- What you are asked to do -
Report every line below that has the string "entries" in it.

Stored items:

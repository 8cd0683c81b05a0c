//! ヘッダーブロックのパース
//!
//! ```text
//! *( field-line CRLF )
//! CRLF
//!
//! field-line = field-name ":" OWS field-value OWS
//! ```

use std::collections::HashMap;
use std::fmt;

use crate::error::Error;

use super::line::{CRLF, find_line, is_valid_header_name, line_text, trim_ows};

/// ヘッダー 1 行のパース結果
#[derive(Debug, Clone, Copy, PartialEq, Eq)]
pub enum HeadersProgress {
    /// CRLF がまだ届いていない (追加データが必要)
    Incomplete,
    /// ヘッダー行を 1 行読み取った
    Field { consumed: usize },
    /// 空行を読み取った (ヘッダーブロック終了)
    Complete { consumed: usize },
}

impl HeadersProgress {
    /// 消費したバイト数
    pub fn consumed(&self) -> usize {
        match self {
            HeadersProgress::Incomplete => 0,
            HeadersProgress::Field { consumed } | HeadersProgress::Complete { consumed } => {
                *consumed
            }
        }
    }
}

/// ヘッダーテーブル
///
/// 名前は小文字に正規化して保持し、同じ名前は 1 エントリにまとめる。
/// 2 回目以降の値は `", "` 区切りで既存の値に連結する。
/// 名前から位置への索引を持ち、検索と追加はヘッダー数によらない。
/// 列挙は最初に現れた順。
#[derive(Debug, Clone, Default, PartialEq, Eq)]
pub struct Headers {
    entries: Vec<(String, String)>,
    index: HashMap<String, usize>,
}

impl Headers {
    /// 空のヘッダーテーブルを作成
    pub fn new() -> Self {
        Self::default()
    }

    /// ヘッダーを取得 (大文字小文字を区別しない)
    pub fn get(&self, name: &str) -> Option<&str> {
        let i = *self.index.get(&name.to_ascii_lowercase())?;
        Some(self.entries[i].1.as_str())
    }

    /// ヘッダーが存在するか確認
    pub fn contains(&self, name: &str) -> bool {
        self.get(name).is_some()
    }

    /// すべてのヘッダーを (小文字の名前, 値) で列挙
    pub fn iter(&self) -> impl Iterator<Item = (&str, &str)> {
        self.entries.iter().map(|(n, v)| (n.as_str(), v.as_str()))
    }

    /// エントリ数
    pub fn len(&self) -> usize {
        self.entries.len()
    }

    /// 空かどうか
    pub fn is_empty(&self) -> bool {
        self.entries.is_empty()
    }

    /// ヘッダーを追加
    ///
    /// 同じ名前が既にある場合は `", "` 区切りで値を連結する。
    pub fn insert(&mut self, name: &str, value: &str) {
        let name = name.to_ascii_lowercase();
        match self.index.get(&name) {
            Some(&i) => {
                let existing = &mut self.entries[i].1;
                existing.push_str(", ");
                existing.push_str(value);
            }
            None => self.push(name, value),
        }
    }

    /// ヘッダーを設定
    ///
    /// 同じ名前が既にある場合は値を置き換える。
    pub fn set(&mut self, name: &str, value: &str) {
        let name = name.to_ascii_lowercase();
        match self.index.get(&name) {
            Some(&i) => self.entries[i].1 = value.to_string(),
            None => self.push(name, value),
        }
    }

    fn push(&mut self, name: String, value: &str) {
        self.index.insert(name.clone(), self.entries.len());
        self.entries.push((name, value.to_string()));
    }

    /// Content-Length ヘッダーを解析
    ///
    /// ヘッダーがない場合は `Ok(None)`、数値でない場合はエラー。
    pub fn content_length(&self) -> Result<Option<usize>, Error> {
        let Some(value) = self.get("Content-Length") else {
            return Ok(None);
        };
        let value = trim_ows(value);
        if value.is_empty() || !value.bytes().all(|b| b.is_ascii_digit()) {
            return Err(Error::format(format!(
                "invalid Content-Length: not a number: {:?}",
                value
            )));
        }
        value
            .parse::<usize>()
            .map(Some)
            .map_err(|_| Error::format(format!("invalid Content-Length: overflow: {:?}", value)))
    }

    /// バッファ先頭のヘッダー行を 1 行パース
    ///
    /// 空行の場合は `Complete` を返す。CRLF がない場合は何も消費せず `Incomplete` を返す。
    pub fn parse(&mut self, data: &[u8]) -> Result<HeadersProgress, Error> {
        let Some(pos) = find_line(data) else {
            return Ok(HeadersProgress::Incomplete);
        };
        if pos == 0 {
            return Ok(HeadersProgress::Complete {
                consumed: CRLF.len(),
            });
        }

        let line = line_text(&data[..pos]);
        let (name, value) = parse_field_line(&line)?;
        self.insert(&name, value);

        Ok(HeadersProgress::Field {
            consumed: pos + CRLF.len(),
        })
    }
}

/// field-line を検証して (小文字の名前, 値) を返す
fn parse_field_line(line: &str) -> Result<(String, &str), Error> {
    let trimmed = trim_ows(line);

    let Some((raw_name, raw_value)) = trimmed.split_once(':') else {
        return Err(Error::format(format!(
            "invalid header line {:?}: missing colon",
            line
        )));
    };

    let name = trim_ows(raw_name);
    let value = trim_ows(raw_value);
    if name.is_empty() {
        return Err(Error::format(format!(
            "invalid header line {:?}: empty name",
            line
        )));
    }
    if value.is_empty() {
        return Err(Error::format(format!(
            "invalid header line {:?}: empty value",
            line
        )));
    }
    if name.len() != raw_name.len() {
        return Err(Error::format(format!(
            "invalid header line {:?}: whitespace before colon",
            line
        )));
    }

    let name = name.to_ascii_lowercase();
    if !is_valid_header_name(&name) {
        return Err(Error::format(format!(
            "invalid header line {:?}: invalid character in name",
            line
        )));
    }

    Ok((name, value))
}

impl fmt::Display for Headers {
    fn fmt(&self, f: &mut fmt::Formatter<'_>) -> fmt::Result {
        for (name, value) in &self.entries {
            writeln!(f, "{}: {}", name, value)?;
        }
        Ok(())
    }
}

impl<'a> IntoIterator for &'a Headers {
    type Item = (&'a str, &'a str);
    type IntoIter = Box<dyn Iterator<Item = (&'a str, &'a str)> + 'a>;

    fn into_iter(self) -> Self::IntoIter {
        Box::new(self.iter())
    }
}
//! tokio_httpfromtcp - Tokio integration for httpfromtcp
//!
//! tokio を使用した非同期 HTTP/1.1 サーバーライブラリ。
//!
//! ## 特徴
//!
//! - **httpfromtcp ベース**: Sans I/O パーサーを `AsyncRead` から駆動する
//! - **1 接続 1 リクエスト**: レスポンスには常に `Connection: close` を付けて接続を閉じる
//! - **ルーティング**: `(メソッド, ターゲット)` の完全一致
//!
//! ## サーバー
//!
//! ```ignore
//! use tokio_httpfromtcp::{Request, Response, Router, Server, StatusCode};
//!
//! let router = Router::new().get("/", |_: &Request| {
//!     Response::new(StatusCode::Ok).body(b"Hello, World!".to_vec())
//! });
//!
//! let server = Server::bind("127.0.0.1:42069").await?;
//! server.serve(router).await?;
//! ```

pub mod error;
pub mod reader;
pub mod router;
pub mod server;

pub use error::{Error, Result};
pub use reader::read_request;
pub use router::Router;
pub use server::{Handler, Server};

// httpfromtcp の型を re-export
pub use httpfromtcp::{ReaderLimits, Request, Response, StatusCode};
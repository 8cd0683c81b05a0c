//! # httpfromtcp
//!
//! バイトストリームから HTTP/1.1 リクエストを 1 つ読み取るライブラリ
//!
//! ## 特徴
//!
//! - **Sans I/O**: パーサーは I/O を持たず、渡されたバイト列だけを見る
//! - **インクリメンタル**: データがどの位置で分割されて届いても結果は同じ
//! - **エラーは値**: 書式エラーは `Request::error()` に記録され、I/O エラーだけが `Err` になる
//!
//! ## 使い方
//!
//! ### ブロッキング読み取り
//!
//! ```rust
//! use httpfromtcp::Request;
//!
//! let mut data: &[u8] = b"POST /submit HTTP/1.1\r\nHost: localhost:42069\r\nContent-Length: 13\r\n\r\nhello world!\n";
//! let request = Request::from_source(&mut data).unwrap();
//! assert!(request.is_ok());
//! assert_eq!(request.method(), "POST");
//! assert_eq!(request.body(), b"hello world!\n");
//! ```
//!
//! ### パーサーを直接使う
//!
//! ```rust
//! use httpfromtcp::{ParseState, RequestParser};
//!
//! let mut parser = RequestParser::new();
//! let consumed = parser.parse(b"GET / HTTP/1.1\r\n");
//! assert_eq!(consumed, 16);
//! assert_eq!(parser.state(), ParseState::ParsingHeaders);
//! parser.parse(b"\r\n");
//! assert_eq!(parser.state(), ParseState::Done);
//! ```
//!
//! ### レスポンスを作成
//!
//! ```rust
//! use httpfromtcp::{Response, StatusCode};
//!
//! let mut response = Response::new(StatusCode::Ok).body(b"Hello, World!".to_vec());
//! response.add_default_headers();
//! let bytes = response.encode();
//! assert!(bytes.starts_with(b"HTTP/1.1 200 OK\r\n"));
//! ```

mod buffer;
mod error;
mod limits;
pub mod parser;
mod reader;
mod request;
mod response;
mod source;

pub use buffer::ReadBuffer;
pub use error::Error;
pub use limits::ReaderLimits;
pub use parser::{
    BodyProgress, BodyReader, HTTP_VERSION, Headers, HeadersProgress, ParseState, RequestLine,
    RequestParser,
};
pub use reader::read_request;
pub use request::Request;
pub use response::{Response, StatusCode};
pub use source::{ByteSource, ReadSource};
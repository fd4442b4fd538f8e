// SPDX-License-Identifier: (MIT OR Apache-2.0)
//! CLI output formatting with colors and styling.
//!
//! Respects NO_COLOR and FORCE_COLOR environment variables.
//! Colors are automatically disabled when output is piped.

use std::time::Duration;

use colored::{ColoredString, Colorize};
use gotick_rt::SchedulerStats;

/// Initialize color support based on environment.
/// Call once at startup.
pub fn init() {
    if std::env::var("NO_COLOR").is_ok() {
        colored::control::set_override(false);
    } else if std::env::var("FORCE_COLOR").is_ok() {
        colored::control::set_override(true);
    }
}

// === Errors ===

pub fn error_label() -> ColoredString {
    "error".red().bold()
}

// === Demo Output ===

pub fn banner_start(demo: &str, interval: Duration) -> String {
    format!(
        "{} {} {}",
        "===".dimmed(),
        format!("{} (tick every {:?})", demo, interval).bold(),
        "===".dimmed()
    )
}

pub fn banner_ok(demo: &str) -> String {
    format!(
        "{} {} {}",
        "===".dimmed(),
        format!("{} OK", demo).green().bold(),
        "===".dimmed()
    )
}

/// Name of the logical thread printing a line.
pub fn actor(name: &str) -> ColoredString {
    format!("{:>9}", name).cyan()
}

pub fn stats_line(ticks: u64, stats: &SchedulerStats) -> ColoredString {
    format!(
        "{} ticks ({} idle), {} polls, {} jobs, {} parks, {} unparks",
        ticks, stats.idle_ticks, stats.polls, stats.spawned, stats.parks, stats.unparks
    )
    .dimmed()
}

// === Help Output ===

pub fn title(name: &str) -> ColoredString {
    name.bold()
}

pub fn version(v: &str) -> ColoredString {
    v.dimmed()
}

pub fn section_header(header: &str) -> ColoredString {
    header.yellow().bold()
}

pub fn command(name: &str) -> ColoredString {
    name.green()
}

pub fn arg(name: &str) -> ColoredString {
    name.cyan()
}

- The completed task -
    entries: Vec<(String, String)>,
        Some(self.entries[i].1.as_str())
        self.entries.iter().map(|(n, v)| (n.as_str(), v.as_str()))
        self.entries.len()
        self.entries.is_empty()
                let existing = &mut self.entries[i].1;
            Some(&i) => self.entries[i].1 = value.to_string(),
        self.index.insert(name.clone(), self.entries.len());
        self.entries.push((name, value.to_string()));
        for (name, value) in &self.entries {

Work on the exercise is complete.